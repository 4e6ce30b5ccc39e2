use std::fmt;
use std::io::{self, Stdout, Write};

use lrtouch_core::{Feedback, Presenter, SessionStatus, SpeechError, SpeechRequest, TrialView};
use tracing::debug;

/// Draws trials as text. Speech is echoed as a line when enabled; there is
/// no synthesizer behind it.
pub struct TerminalPresenter<W: Write> {
    out: W,
    echo_speech: bool,
}

impl TerminalPresenter<Stdout> {
    pub fn stdout(echo_speech: bool) -> Self {
        Self::new(io::stdout(), echo_speech)
    }
}

impl<W: Write> TerminalPresenter<W> {
    pub fn new(out: W, echo_speech: bool) -> Self {
        Self { out, echo_speech }
    }

    #[cfg(test)]
    pub fn into_inner(self) -> W {
        self.out
    }

    fn line(&mut self, args: fmt::Arguments<'_>) {
        if let Err(e) = self.out.write_fmt(args).and_then(|_| self.out.write_all(b"\n")) {
            debug!(error = %e, "terminal write failed");
        }
    }
}

impl<W: Write> Presenter for TerminalPresenter<W> {
    fn show_trial(&mut self, view: &TrialView) {
        self.line(format_args!(""));
        self.line(format_args!("{}  |  {}", view.status.counter, view.status.accuracy));
        self.line(format_args!("  {}", view.instruction));
        self.line(format_args!(
            "  [L] {:<12} {:<24} [R] {:<12} {}",
            view.left.label, view.left.asset, view.right.label, view.right.asset
        ));
    }

    fn update_status(&mut self, status: &SessionStatus) {
        self.line(format_args!("  {}  |  {}", status.counter, status.accuracy));
    }

    fn show_feedback(&mut self, feedback: &Feedback) {
        match feedback {
            Feedback::Correct { text } => self.line(format_args!("  ⭐ {text}")),
            Feedback::Incorrect => self.line(format_args!("  ✖")),
            Feedback::Complete { text, summary } => {
                self.line(format_args!(""));
                self.line(format_args!("  ✅ {text}"));
                self.line(format_args!("  {summary}"));
            }
        }
    }

    fn speak(&mut self, request: &SpeechRequest) -> Result<(), SpeechError> {
        if !self.echo_speech {
            return Err(SpeechError::Unavailable);
        }
        self.line(format_args!("  (says) {}", request.text));
        Ok(())
    }
}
....................
▸ **What the task requires**: Each line of the records that holds the word "SpeechError" should be copied out.

▸ **Response to this exercise**:
use lrtouch_core::{Feedback, Presenter, SessionStatus, SpeechError, SpeechRequest, TrialView};
    fn speak(&mut self, request: &SpeechRequest) -> Result<(), SpeechError> {
            return Err(SpeechError::Unavailable);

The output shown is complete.